EXERCISE BRIEF: Which lines run from the start of the data below to the line containing "tasks and notes"? Set them down exactly, with none added.

*-*-*

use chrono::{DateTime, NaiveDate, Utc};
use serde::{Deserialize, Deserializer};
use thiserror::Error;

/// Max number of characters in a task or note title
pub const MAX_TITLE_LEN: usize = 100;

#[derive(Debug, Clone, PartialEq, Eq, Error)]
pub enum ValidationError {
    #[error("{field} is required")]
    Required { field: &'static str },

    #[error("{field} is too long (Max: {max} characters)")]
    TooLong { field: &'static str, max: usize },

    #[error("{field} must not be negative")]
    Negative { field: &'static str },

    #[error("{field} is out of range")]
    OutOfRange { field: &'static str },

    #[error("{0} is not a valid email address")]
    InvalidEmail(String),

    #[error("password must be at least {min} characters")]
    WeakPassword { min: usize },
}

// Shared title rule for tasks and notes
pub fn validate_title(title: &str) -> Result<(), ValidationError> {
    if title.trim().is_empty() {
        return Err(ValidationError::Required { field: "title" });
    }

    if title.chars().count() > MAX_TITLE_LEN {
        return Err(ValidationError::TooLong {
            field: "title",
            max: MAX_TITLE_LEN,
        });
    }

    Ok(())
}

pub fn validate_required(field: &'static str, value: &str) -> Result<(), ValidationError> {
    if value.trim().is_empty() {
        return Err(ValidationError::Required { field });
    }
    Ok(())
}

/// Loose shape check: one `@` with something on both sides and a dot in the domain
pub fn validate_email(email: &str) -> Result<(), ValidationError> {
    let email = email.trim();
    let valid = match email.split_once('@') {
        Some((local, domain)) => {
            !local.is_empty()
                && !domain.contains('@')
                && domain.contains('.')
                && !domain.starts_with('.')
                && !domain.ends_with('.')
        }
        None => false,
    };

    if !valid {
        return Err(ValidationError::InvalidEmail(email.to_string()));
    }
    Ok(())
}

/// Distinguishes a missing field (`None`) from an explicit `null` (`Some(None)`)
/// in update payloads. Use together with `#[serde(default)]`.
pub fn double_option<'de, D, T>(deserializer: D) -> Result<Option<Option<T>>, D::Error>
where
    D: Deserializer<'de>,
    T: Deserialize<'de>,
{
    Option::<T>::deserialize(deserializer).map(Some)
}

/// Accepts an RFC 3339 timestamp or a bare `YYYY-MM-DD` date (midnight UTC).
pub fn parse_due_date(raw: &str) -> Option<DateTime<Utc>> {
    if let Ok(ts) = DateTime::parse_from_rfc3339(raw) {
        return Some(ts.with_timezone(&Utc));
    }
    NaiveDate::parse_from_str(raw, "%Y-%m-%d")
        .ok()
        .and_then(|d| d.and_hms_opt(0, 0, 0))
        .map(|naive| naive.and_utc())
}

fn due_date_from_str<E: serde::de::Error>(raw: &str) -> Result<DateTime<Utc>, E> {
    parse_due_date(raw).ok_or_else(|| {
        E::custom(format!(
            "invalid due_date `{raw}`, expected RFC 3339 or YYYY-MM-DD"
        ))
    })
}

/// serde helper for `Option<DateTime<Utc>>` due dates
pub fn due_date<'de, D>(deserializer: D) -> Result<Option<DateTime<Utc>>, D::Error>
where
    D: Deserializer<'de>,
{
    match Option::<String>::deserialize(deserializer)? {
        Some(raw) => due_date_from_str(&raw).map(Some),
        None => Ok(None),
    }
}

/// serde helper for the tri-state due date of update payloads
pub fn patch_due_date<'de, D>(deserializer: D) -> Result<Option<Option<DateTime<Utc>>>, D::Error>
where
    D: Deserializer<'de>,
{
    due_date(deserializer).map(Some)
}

*-*-*

PROBLEM SOLUTION:
use chrono::{DateTime, NaiveDate, Utc};
use serde::{Deserialize, Deserializer};
use thiserror::Error;

/// Max number of characters in a task or note title
pub const MAX_TITLE_LEN: usize = 100;

#[derive(Debug, Clone, PartialEq, Eq, Error)]
pub enum ValidationError {
    #[error("{field} is required")]
    Required { field: &'static str },

    #[error("{field} is too long (Max: {max} characters)")]
    TooLong { field: &'static str, max: usize },

    #[error("{field} must not be negative")]
    Negative { field: &'static str },

    #[error("{field} is out of range")]
    OutOfRange { field: &'static str },

    #[error("{0} is not a valid email address")]
    InvalidEmail(String),

    #[error("password must be at least {min} characters")]
    WeakPassword { min: usize },
}

// Shared title rule for tasks and notes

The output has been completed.